- How to complete this task:
When you reach the line containing "and no configured", stop after it; until then, copy each line of the listing exactly, starting with the first.

--- START ---

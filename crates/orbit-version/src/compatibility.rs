use orbit_core::Version;
use orbit_core::config::VersionsConfig;

/// Decides whether an application compiled against one platform version may
/// run on another.
///
/// Two versions are compatible when they share a major and no configured
/// incompatibility boundary lies in `(older, newer]`.
#[derive(Debug, Clone, Default)]
pub struct VersionCompatibility {
    boundaries: Vec<Version>,
}

impl VersionCompatibility {
    pub fn new(boundaries: Vec<Version>) -> Self {
        Self { boundaries }
    }

    pub fn from_config(config: &VersionsConfig) -> Self {
        Self::new(config.incompatible.clone())
    }

    pub fn accept(&self, first: &Version, second: &Version) -> bool {
        if first.major() != second.major() {
            return false;
        }
        let (older, newer) = if first <= second {
            (first, second)
        } else {
            (second, first)
        };
        !self.boundaries.iter().any(|b| older < b && b <= newer)
    }

    pub fn refuse(&self, first: &Version, second: &Version) -> bool {
        !self.accept(first, second)
    }
}

#[cfg(test)]
mod tests {
    use super::*;

    fn v(s: &str) -> Version {
        Version::parse(s).unwrap()
    }

    #[test]
    fn majors_must_match() {
        let compatibility = VersionCompatibility::default();
        assert!(compatibility.accept(&v("8.1"), &v("8.300")));
        assert!(compatibility.refuse(&v("7.9"), &v("8.0")));
    }

    #[test]
    fn boundaries_split_a_major() {
        let compatibility = VersionCompatibility::new(vec![v("8.200")]);
        assert!(compatibility.accept(&v("8.100"), &v("8.199")));
        assert!(compatibility.refuse(&v("8.199"), &v("8.200")));
        assert!(compatibility.refuse(&v("8.300"), &v("8.100")));
        assert!(compatibility.accept(&v("8.200"), &v("8.300")));
    }
}
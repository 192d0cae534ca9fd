//! orbitd: the Orbit daemon.
//!
//! Opens the state store named by `orbit.toml` and runs the controller's
//! periodic maintainers:
//! - name service dispatcher, draining queued DNS changes
//! - version status maintainer, pruning obsolete platform versions
//!
//! # Usage
//!
//! ```text
//! orbitd run --config /etc/orbit/orbit.toml
//! orbitd status --config /etc/orbit/orbit.toml
//! ```

mod maintainers;
mod status;

use std::path::{Path, PathBuf};
use std::sync::Arc;
use std::time::Duration;

use clap::{Parser, Subcommand};
use orbit_core::OrbitConfig;
use orbit_routing::{MemoryNameService, NameServiceDispatcher};
use orbit_state::StateStore;
use orbit_version::VersionStatusMaintainer;
use tokio::sync::watch;
use tracing::info;

#[derive(Parser)]
#[command(name = "orbitd", about = "Orbit deployment controller daemon")]
struct Cli {
    #[command(subcommand)]
    command: Command,
}

#[derive(Subcommand)]
enum Command {
    /// Run the background maintainers until interrupted.
    Run {
        /// Path to orbit.toml.
        #[arg(long, default_value = "/etc/orbit/orbit.toml")]
        config: PathBuf,

        /// DNS queue dispatch interval in seconds.
        #[arg(long, default_value = "10")]
        dispatch_interval: u64,

        /// Version status maintenance interval in seconds.
        #[arg(long, default_value = "3600")]
        version_interval: u64,

        /// Log as JSON lines.
        #[arg(long)]
        log_json: bool,
    },
    /// Print a JSON summary of the persisted state.
    Status {
        #[arg(long, default_value = "/etc/orbit/orbit.toml")]
        config: PathBuf,
    },
    /// Print the effective configuration.
    Config {
        #[arg(long)]
        config: Option<PathBuf>,
    },
}

#[tokio::main]
async fn main() -> anyhow::Result<()> {
    let cli = Cli::parse();
    let log_json = matches!(cli.command, Command::Run { log_json: true, .. });
    init_tracing(log_json);

    match cli.command {
        Command::Run {
            config,
            dispatch_interval,
            version_interval,
            ..
        } => run(&config, dispatch_interval, version_interval).await,
        Command::Status { config } => {
            let store = open_store(&OrbitConfig::from_file(&config)?)?;
            let summary = status::summary(&store)?;
            println!("{}", serde_json::to_string_pretty(&summary)?);
            Ok(())
        }
        Command::Config { config } => {
            let config = match config {
                Some(path) => OrbitConfig::from_file(&path)?,
                None => OrbitConfig::default(),
            };
            print!("{}", config.to_toml_string()?);
            Ok(())
        }
    }
}

fn init_tracing(json: bool) {
    let filter = tracing_subscriber::EnvFilter::try_from_default_env()
        .unwrap_or_else(|_| tracing_subscriber::EnvFilter::new("info,orbitd=debug,orbit=debug"));
    let builder = tracing_subscriber::fmt().with_env_filter(filter);
    if json {
        builder.json().init();
    } else {
        builder.init();
    }
}

fn open_store(config: &OrbitConfig) -> anyhow::Result<StateStore> {
    let path = &config.store.path;
    if let Some(dir) = path.parent() {
        std::fs::create_dir_all(dir)?;
    }
    let store = StateStore::open(path)?
        .with_lock_timeout(Duration::from_secs(config.locks.timeout_secs));
    info!(path = ?path, "state store opened");
    Ok(store)
}

async fn run(config_path: &Path, dispatch_interval: u64, version_interval: u64) -> anyhow::Result<()> {
    let config = OrbitConfig::from_file(config_path)?;
    info!(system = %config.system.name, zones = config.zones.len(), "Orbit daemon starting");

    let store = open_store(&config)?;

    // ── Maintainers ────────────────────────────────────────────

    // Single-node setups resolve names in memory.
    let name_service = Arc::new(MemoryNameService::new());
    let dispatcher = NameServiceDispatcher::new(
        store.clone(),
        name_service,
        config.routing.name_service_queue_capacity,
    );
    let versions = VersionStatusMaintainer::new(store.clone());

    // ── Shutdown signal ────────────────────────────────────────

    let (shutdown_tx, shutdown_rx) = watch::channel(false);

    let dispatch_handle = tokio::spawn(maintainers::run(
        Arc::new(dispatcher),
        Duration::from_secs(dispatch_interval),
        shutdown_rx.clone(),
    ));
    let version_handle = tokio::spawn(maintainers::run(
        Arc::new(versions),
        Duration::from_secs(version_interval),
        shutdown_rx,
    ));

    tokio::signal::ctrl_c().await?;
    info!("shutdown signal received");
    let _ = shutdown_tx.send(true);

    let _ = dispatch_handle.await;
    let _ = version_handle.await;

    info!("Orbit daemon stopped");
    Ok(())
}
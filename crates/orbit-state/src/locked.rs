//! Lock-carrying wrappers around applications and tenants.
//!
//! These are the only way to obtain a modified application or tenant that the
//! store will persist. Each wrapper borrows the guard it was built from, so it
//! can't outlive the lock.

use orbit_core::{DeploymentSpec, InstanceName, Tags, ValidationOverrides};

use crate::application::{Application, ApplicationVersion, Instance};
use crate::error::{StateError, StateResult};
use crate::lock::{ApplicationLock, TenantLock};
use crate::tenant::{
    ArchiveAccess, AthenzTenant, CloudTenant, DeletedTenant, SecretStore, Tenant, UserLevel,
};

// ── Applications ───────────────────────────────────────────────────

/// An application read under its lock, modified by consuming `with_*` calls.
#[derive(Debug)]
pub struct LockedApplication<'a> {
    application: Application,
    lock: &'a ApplicationLock,
}

impl<'a> LockedApplication<'a> {
    /// Wrap `application`, which must be the one `lock` guards.
    pub fn new(application: Application, lock: &'a ApplicationLock) -> Self {
        debug_assert_eq!(application.id(), lock.application());
        Self { application, lock }
    }

    pub fn get(&self) -> &Application {
        &self.application
    }

    pub fn lock(&self) -> &'a ApplicationLock {
        self.lock
    }

    pub fn with_new_instance(mut self, name: InstanceName, tags: Tags) -> Self {
        let id = self.application.id.instance(name.clone());
        self.application
            .instances
            .insert(name, Instance::new(id).with_tags(tags));
        self
    }

    /// Apply `modification` to the named instance. No-op if it doesn't exist.
    pub fn with_instance(
        mut self,
        name: &InstanceName,
        modification: impl FnOnce(Instance) -> Instance,
    ) -> Self {
        if let Some(instance) = self.application.instances.remove(name) {
            self.application
                .instances
                .insert(name.clone(), modification(instance));
        }
        self
    }

    pub fn without(mut self, name: &InstanceName) -> Self {
        self.application.instances.remove(name);
        self
    }

    pub fn with_deployment_spec(mut self, spec: DeploymentSpec) -> Self {
        self.application.deployment_spec = spec;
        self
    }

    pub fn with_validation_overrides(mut self, overrides: ValidationOverrides) -> Self {
        self.application.validation_overrides = overrides;
        self
    }

    /// Add or replace a revision.
    pub fn with_revision(mut self, revision: ApplicationVersion) -> Self {
        let revisions = &mut self.application.revisions;
        revisions.retain(|r| r.id != revision.id);
        revisions.push(revision);
        revisions.sort_by_key(|r| r.id);
        self
    }

    pub fn with_major_version(mut self, major_version: Option<u64>) -> Self {
        self.application.major_version = major_version;
        self
    }

    pub fn with_deploy_key(mut self, key: String) -> Self {
        self.application.deploy_keys.insert(key);
        self
    }

    pub fn without_deploy_key(mut self, key: &str) -> Self {
        self.application.deploy_keys.remove(key);
        self
    }
}

// ── Tenants ────────────────────────────────────────────────────────

/// A tenant read under its lock.
#[derive(Debug)]
pub enum LockedTenant<'a> {
    Athenz(LockedAthenzTenant<'a>),
    Cloud(LockedCloudTenant<'a>),
    Deleted(LockedDeletedTenant<'a>),
}

impl<'a> LockedTenant<'a> {
    /// Wrap `tenant`, which must be the one `lock` guards.
    pub fn of(tenant: Tenant, lock: &'a TenantLock) -> Self {
        debug_assert_eq!(tenant.name(), lock.tenant());
        match tenant {
            Tenant::Athenz(tenant) => LockedTenant::Athenz(LockedAthenzTenant { tenant, lock }),
            Tenant::Cloud(tenant) => LockedTenant::Cloud(LockedCloudTenant { tenant, lock }),
            Tenant::Deleted(tenant) => LockedTenant::Deleted(LockedDeletedTenant { tenant, lock }),
        }
    }

    pub fn get(&self) -> Tenant {
        match self {
            LockedTenant::Athenz(t) => Tenant::Athenz(t.tenant.clone()),
            LockedTenant::Cloud(t) => Tenant::Cloud(t.tenant.clone()),
            LockedTenant::Deleted(t) => Tenant::Deleted(t.tenant.clone()),
        }
    }

    pub fn lock(&self) -> &'a TenantLock {
        match self {
            LockedTenant::Athenz(t) => t.lock,
            LockedTenant::Cloud(t) => t.lock,
            LockedTenant::Deleted(t) => t.lock,
        }
    }

    fn type_name(&self) -> &'static str {
        match self {
            LockedTenant::Athenz(_) => "athenz",
            LockedTenant::Cloud(_) => "cloud",
            LockedTenant::Deleted(_) => "deleted",
        }
    }

    /// Record a login, for any tenant that isn't deleted.
    pub fn with_last_login(self, level: UserLevel, at: u64) -> Self {
        match self {
            LockedTenant::Athenz(t) => LockedTenant::Athenz(t.with_last_login(level, at)),
            LockedTenant::Cloud(t) => LockedTenant::Cloud(t.with_last_login(level, at)),
            deleted @ LockedTenant::Deleted(_) => deleted,
        }
    }
}

/// A tenant type whose locked form can be narrowed from a [`LockedTenant`].
pub trait LockedVariant {
    type Locked<'a>: Into<LockedTenant<'a>>;

    /// Fails with [`StateError::TenantType`] if `locked` is another variant.
    fn narrow(locked: LockedTenant<'_>) -> StateResult<Self::Locked<'_>>;
}

impl LockedVariant for Tenant {
    type Locked<'a> = LockedTenant<'a>;

    fn narrow(locked: LockedTenant<'_>) -> StateResult<LockedTenant<'_>> {
        Ok(locked)
    }
}

/// Wraps a tenant type with its lock and implements the conversions to and
/// from [`LockedTenant`].
macro_rules! locked_variant {
    ($locked:ident, $inner:ident, $variant:ident, $type_name:literal) => {
        #[derive(Debug)]
        pub struct $locked<'a> {
            tenant: $inner,
            lock: &'a TenantLock,
        }

        impl<'a> $locked<'a> {
            pub fn get(&self) -> &$inner {
                &self.tenant
            }

            pub fn lock(&self) -> &'a TenantLock {
                self.lock
            }
        }

        impl<'a> From<$locked<'a>> for LockedTenant<'a> {
            fn from(locked: $locked<'a>) -> Self {
                LockedTenant::$variant(locked)
            }
        }

        impl<'a> TryFrom<LockedTenant<'a>> for $locked<'a> {
            type Error = StateError;

            fn try_from(locked: LockedTenant<'a>) -> Result<Self, StateError> {
                match locked {
                    LockedTenant::$variant(inner) => Ok(inner),
                    other => Err(StateError::TenantType {
                        name: other.lock().tenant().to_string(),
                        expected: $type_name,
                        actual: other.type_name(),
                    }),
                }
            }
        }

        impl LockedVariant for $inner {
            type Locked<'a> = $locked<'a>;

            fn narrow(locked: LockedTenant<'_>) -> StateResult<$locked<'_>> {
                $locked::try_from(locked)
            }
        }
    };
}

locked_variant!(LockedAthenzTenant, AthenzTenant, Athenz, "athenz");
locked_variant!(LockedCloudTenant, CloudTenant, Cloud, "cloud");
locked_variant!(LockedDeletedTenant, DeletedTenant, Deleted, "deleted");

impl LockedAthenzTenant<'_> {
    pub fn with_domain(mut self, domain: String) -> Self {
        self.tenant.domain = domain;
        self
    }

    pub fn with_property(mut self, property: String, property_id: Option<String>) -> Self {
        self.tenant.property = property;
        self.tenant.property_id = property_id;
        self
    }

    pub fn with_last_login(mut self, level: UserLevel, at: u64) -> Self {
        let info = std::mem::take(&mut self.tenant.last_login);
        self.tenant.last_login = info.with_login(level, at);
        self
    }
}

impl LockedCloudTenant<'_> {
    pub fn with_developer_key(mut self, key: String, user: String) -> Self {
        self.tenant.developer_keys.insert(key, user);
        self
    }

    pub fn without_developer_key(mut self, key: &str) -> Self {
        self.tenant.developer_keys.remove(key);
        self
    }

    pub fn with_secret_store(mut self, store: SecretStore) -> Self {
        self.tenant.secret_stores.retain(|s| s.name != store.name);
        self.tenant.secret_stores.push(store);
        self
    }

    pub fn without_secret_store(mut self, name: &str) -> Self {
        self.tenant.secret_stores.retain(|s| s.name != name);
        self
    }

    pub fn with_archive_access(mut self, access: ArchiveAccess) -> Self {
        self.tenant.archive_access = access;
        self
    }

    pub fn with_last_login(mut self, level: UserLevel, at: u64) -> Self {
        let info = std::mem::take(&mut self.tenant.last_login);
        self.tenant.last_login = info.with_login(level, at);
        self
    }
}

#[cfg(test)]
mod tests {
    use super::*;
    use crate::store::StateStore;
    use orbit_core::TenantName;

    #[test]
    fn narrowing_checks_the_variant() {
        let store = StateStore::open_in_memory().unwrap();
        let name = TenantName::new("acme").unwrap();
        let lock = store.lock_tenant(&name).unwrap();
        let tenant = Tenant::Cloud(CloudTenant::create(name.clone(), 1, None));

        let cloud = CloudTenant::narrow(LockedTenant::of(tenant.clone(), &lock)).unwrap();
        assert_eq!(cloud.get().name, name);

        let err = AthenzTenant::narrow(LockedTenant::of(tenant, &lock)).unwrap_err();
        assert!(matches!(
            err,
            StateError::TenantType { expected: "athenz", actual: "cloud", .. }
        ));
    }
}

--- END ---

- Answer area:
filename crates/orbit-version/src/compatibility.rs
use orbit_core::Version;
use orbit_core::config::VersionsConfig;

/// Decides whether an application compiled against one platform version may
/// run on another.
///
/// Two versions are compatible when they share a major and no configured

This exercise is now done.